* [Exercise instructions] Your reply should hold only the lines from the records below where "serde" occurs.

Segment Start: Source data

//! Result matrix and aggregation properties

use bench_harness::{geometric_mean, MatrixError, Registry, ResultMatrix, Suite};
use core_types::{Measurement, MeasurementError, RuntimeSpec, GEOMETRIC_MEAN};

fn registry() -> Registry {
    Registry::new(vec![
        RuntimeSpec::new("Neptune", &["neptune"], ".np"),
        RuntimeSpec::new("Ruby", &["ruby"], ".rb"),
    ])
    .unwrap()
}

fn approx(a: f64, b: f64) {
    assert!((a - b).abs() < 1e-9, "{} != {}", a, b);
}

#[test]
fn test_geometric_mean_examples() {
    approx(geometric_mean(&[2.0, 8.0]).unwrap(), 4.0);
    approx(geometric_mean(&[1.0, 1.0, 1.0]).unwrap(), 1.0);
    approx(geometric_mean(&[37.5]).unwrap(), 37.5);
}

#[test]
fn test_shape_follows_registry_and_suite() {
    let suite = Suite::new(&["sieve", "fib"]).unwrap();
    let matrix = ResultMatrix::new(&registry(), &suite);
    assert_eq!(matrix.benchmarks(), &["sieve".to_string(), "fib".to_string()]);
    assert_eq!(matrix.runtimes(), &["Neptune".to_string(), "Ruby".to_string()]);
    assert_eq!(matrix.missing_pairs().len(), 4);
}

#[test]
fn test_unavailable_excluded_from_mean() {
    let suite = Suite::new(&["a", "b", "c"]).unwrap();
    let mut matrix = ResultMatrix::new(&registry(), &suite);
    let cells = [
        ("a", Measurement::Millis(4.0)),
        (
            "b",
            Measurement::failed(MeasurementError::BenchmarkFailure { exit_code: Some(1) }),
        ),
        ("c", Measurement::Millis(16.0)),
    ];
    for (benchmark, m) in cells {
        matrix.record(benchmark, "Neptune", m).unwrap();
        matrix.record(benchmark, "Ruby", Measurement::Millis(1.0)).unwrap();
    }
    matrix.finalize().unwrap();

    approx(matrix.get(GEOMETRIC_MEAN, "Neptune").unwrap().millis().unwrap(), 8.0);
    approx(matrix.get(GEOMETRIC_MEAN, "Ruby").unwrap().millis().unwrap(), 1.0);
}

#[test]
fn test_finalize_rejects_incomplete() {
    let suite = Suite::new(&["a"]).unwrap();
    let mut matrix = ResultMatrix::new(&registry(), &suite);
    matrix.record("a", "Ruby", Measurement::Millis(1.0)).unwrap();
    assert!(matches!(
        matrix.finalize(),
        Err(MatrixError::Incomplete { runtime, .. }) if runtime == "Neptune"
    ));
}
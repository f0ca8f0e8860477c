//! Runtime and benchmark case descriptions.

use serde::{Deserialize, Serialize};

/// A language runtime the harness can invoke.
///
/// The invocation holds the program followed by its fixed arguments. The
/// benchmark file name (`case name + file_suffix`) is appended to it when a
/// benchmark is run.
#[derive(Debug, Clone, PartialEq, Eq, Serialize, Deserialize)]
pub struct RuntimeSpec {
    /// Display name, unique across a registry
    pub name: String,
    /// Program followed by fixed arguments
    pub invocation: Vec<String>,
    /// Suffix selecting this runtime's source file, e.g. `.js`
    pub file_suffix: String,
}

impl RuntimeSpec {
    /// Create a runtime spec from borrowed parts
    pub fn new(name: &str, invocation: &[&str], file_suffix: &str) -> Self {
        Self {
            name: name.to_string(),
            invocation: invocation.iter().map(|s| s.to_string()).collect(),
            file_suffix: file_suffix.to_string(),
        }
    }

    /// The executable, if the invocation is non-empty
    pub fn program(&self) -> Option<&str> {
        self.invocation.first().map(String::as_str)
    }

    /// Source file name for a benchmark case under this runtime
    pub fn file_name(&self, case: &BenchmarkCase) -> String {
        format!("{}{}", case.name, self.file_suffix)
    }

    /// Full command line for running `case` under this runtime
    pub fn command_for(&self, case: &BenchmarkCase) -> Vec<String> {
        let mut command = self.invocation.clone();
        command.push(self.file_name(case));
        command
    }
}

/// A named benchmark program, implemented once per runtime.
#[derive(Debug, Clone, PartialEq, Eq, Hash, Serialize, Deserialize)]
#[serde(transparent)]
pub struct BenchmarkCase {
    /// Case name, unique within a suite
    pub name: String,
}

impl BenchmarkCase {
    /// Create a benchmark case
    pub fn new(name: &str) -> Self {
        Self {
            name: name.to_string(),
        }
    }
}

Segment End: Source data
Segment Start: Source data

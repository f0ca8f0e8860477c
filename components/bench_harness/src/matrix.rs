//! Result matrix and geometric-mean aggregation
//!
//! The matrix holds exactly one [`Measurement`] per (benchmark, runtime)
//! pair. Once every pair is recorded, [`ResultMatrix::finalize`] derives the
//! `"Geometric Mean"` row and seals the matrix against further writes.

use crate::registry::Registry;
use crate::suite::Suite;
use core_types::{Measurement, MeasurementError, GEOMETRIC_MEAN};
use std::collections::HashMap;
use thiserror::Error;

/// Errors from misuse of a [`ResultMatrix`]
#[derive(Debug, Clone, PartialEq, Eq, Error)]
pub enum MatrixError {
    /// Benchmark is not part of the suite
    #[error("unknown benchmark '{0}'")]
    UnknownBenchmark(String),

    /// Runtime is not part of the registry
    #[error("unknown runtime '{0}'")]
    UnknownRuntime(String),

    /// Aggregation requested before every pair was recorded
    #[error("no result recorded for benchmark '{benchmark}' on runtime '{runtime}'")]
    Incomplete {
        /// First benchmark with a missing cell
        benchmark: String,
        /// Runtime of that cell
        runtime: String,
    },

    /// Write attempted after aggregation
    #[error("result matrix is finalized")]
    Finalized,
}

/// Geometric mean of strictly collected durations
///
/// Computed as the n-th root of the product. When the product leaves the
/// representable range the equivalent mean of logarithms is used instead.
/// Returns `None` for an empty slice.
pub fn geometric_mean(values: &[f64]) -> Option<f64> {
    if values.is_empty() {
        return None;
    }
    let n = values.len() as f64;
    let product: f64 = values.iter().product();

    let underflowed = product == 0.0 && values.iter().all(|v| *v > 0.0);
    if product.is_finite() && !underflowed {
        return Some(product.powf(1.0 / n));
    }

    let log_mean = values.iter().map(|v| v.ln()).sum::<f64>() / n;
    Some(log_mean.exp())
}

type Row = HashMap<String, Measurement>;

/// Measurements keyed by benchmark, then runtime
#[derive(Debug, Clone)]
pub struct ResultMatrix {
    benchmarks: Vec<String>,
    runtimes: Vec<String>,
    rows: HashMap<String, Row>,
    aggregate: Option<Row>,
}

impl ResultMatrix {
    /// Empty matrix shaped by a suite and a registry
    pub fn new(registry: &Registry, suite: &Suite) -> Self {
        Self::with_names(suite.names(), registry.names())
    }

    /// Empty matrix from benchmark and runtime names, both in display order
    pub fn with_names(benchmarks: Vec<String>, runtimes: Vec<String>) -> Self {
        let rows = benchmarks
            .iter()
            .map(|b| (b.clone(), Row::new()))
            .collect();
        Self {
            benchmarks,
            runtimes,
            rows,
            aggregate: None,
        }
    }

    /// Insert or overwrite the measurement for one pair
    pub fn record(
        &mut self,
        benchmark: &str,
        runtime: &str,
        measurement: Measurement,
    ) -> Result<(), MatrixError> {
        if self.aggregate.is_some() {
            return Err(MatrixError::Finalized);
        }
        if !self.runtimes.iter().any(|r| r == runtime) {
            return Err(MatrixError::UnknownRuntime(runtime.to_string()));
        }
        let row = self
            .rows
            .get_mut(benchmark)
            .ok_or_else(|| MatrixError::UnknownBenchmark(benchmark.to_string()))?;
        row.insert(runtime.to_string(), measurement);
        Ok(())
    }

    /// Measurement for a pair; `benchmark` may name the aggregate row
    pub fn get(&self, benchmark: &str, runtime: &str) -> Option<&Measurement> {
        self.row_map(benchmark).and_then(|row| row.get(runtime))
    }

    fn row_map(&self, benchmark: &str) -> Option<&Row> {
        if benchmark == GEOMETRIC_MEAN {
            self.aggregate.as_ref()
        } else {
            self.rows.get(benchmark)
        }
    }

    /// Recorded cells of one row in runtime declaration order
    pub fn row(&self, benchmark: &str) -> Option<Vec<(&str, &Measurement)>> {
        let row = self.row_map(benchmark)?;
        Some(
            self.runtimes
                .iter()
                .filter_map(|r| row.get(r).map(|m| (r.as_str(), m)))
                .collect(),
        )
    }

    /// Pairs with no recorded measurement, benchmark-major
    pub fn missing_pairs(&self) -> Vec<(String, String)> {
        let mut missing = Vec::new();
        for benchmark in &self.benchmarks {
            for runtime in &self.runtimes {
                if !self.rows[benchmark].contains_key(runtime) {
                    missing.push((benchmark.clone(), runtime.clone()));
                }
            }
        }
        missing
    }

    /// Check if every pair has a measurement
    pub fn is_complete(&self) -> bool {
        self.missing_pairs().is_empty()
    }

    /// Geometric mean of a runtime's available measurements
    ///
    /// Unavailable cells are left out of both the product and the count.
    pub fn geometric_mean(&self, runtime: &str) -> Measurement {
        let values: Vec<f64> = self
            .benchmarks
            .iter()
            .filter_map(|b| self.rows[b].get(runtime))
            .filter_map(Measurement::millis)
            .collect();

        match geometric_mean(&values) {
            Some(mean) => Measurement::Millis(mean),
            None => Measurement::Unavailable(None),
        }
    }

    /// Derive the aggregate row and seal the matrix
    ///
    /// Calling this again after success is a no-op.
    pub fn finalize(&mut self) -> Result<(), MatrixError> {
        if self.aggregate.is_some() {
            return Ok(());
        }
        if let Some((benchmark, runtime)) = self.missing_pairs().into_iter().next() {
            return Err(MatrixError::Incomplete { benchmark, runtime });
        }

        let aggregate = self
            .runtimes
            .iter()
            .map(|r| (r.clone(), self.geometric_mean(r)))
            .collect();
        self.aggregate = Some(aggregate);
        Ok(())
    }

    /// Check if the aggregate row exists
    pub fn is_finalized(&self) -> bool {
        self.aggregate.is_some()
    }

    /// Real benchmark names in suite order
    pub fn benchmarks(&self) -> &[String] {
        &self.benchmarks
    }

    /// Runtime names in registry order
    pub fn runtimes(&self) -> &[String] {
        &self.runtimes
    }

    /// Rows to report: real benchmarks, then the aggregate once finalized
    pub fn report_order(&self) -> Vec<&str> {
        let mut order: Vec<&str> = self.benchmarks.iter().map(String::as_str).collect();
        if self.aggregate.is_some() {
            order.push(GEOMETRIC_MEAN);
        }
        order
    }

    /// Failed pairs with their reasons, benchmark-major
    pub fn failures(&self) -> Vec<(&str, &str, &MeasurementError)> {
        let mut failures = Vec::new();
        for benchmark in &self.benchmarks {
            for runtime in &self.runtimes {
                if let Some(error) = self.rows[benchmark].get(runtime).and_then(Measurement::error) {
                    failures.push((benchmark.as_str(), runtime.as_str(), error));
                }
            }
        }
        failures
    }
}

Segment End: Source data
Segment Start: Source data

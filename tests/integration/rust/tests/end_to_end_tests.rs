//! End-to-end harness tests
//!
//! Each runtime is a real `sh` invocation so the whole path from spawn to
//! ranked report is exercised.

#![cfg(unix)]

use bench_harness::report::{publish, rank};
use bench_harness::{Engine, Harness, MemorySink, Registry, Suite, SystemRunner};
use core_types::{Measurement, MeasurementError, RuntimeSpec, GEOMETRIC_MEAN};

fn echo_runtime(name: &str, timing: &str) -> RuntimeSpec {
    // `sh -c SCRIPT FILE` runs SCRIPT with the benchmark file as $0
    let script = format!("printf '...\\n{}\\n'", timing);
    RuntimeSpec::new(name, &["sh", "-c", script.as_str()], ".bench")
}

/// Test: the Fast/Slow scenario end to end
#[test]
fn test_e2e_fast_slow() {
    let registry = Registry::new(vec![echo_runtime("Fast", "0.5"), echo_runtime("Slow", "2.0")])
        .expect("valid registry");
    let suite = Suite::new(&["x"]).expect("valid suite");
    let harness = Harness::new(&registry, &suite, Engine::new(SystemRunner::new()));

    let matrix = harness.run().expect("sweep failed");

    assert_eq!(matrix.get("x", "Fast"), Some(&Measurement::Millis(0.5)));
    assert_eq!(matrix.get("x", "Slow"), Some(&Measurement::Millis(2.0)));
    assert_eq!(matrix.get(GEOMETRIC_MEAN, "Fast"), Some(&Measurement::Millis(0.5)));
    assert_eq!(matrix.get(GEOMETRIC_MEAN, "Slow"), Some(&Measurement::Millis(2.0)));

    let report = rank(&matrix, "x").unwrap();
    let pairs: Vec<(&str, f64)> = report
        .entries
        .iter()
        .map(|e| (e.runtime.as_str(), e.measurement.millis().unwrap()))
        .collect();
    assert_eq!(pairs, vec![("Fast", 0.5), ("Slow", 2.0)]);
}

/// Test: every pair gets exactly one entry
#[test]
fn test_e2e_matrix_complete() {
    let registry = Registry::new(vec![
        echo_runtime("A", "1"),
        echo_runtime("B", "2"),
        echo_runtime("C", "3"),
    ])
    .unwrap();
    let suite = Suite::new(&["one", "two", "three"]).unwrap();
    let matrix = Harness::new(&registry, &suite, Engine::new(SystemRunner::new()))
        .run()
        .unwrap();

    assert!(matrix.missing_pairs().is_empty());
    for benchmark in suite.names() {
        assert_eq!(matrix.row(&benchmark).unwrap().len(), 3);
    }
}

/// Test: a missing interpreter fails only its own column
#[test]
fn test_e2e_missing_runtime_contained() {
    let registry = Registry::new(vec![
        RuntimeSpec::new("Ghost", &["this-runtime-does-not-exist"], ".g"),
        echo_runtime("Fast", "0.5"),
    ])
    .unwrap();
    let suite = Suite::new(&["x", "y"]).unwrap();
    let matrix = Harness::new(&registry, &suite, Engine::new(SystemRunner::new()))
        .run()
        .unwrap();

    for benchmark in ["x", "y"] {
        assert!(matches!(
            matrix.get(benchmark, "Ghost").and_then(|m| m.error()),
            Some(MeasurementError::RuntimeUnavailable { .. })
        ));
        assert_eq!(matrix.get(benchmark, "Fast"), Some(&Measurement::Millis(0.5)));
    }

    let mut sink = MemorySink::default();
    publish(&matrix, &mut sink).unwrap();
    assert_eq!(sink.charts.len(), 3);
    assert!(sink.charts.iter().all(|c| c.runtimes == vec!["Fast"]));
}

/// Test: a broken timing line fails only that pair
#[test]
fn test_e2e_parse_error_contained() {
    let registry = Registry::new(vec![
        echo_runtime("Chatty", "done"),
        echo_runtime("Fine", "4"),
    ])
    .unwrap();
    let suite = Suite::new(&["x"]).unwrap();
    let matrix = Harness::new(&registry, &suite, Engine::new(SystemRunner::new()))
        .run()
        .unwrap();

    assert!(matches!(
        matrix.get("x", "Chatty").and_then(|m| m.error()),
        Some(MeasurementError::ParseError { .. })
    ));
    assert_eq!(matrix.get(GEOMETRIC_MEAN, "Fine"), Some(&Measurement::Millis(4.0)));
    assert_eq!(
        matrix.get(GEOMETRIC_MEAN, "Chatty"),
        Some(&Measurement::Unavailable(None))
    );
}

Segment End: Source data

* [Task solution]
use serde::{Deserialize, Serialize};
#[serde(transparent)]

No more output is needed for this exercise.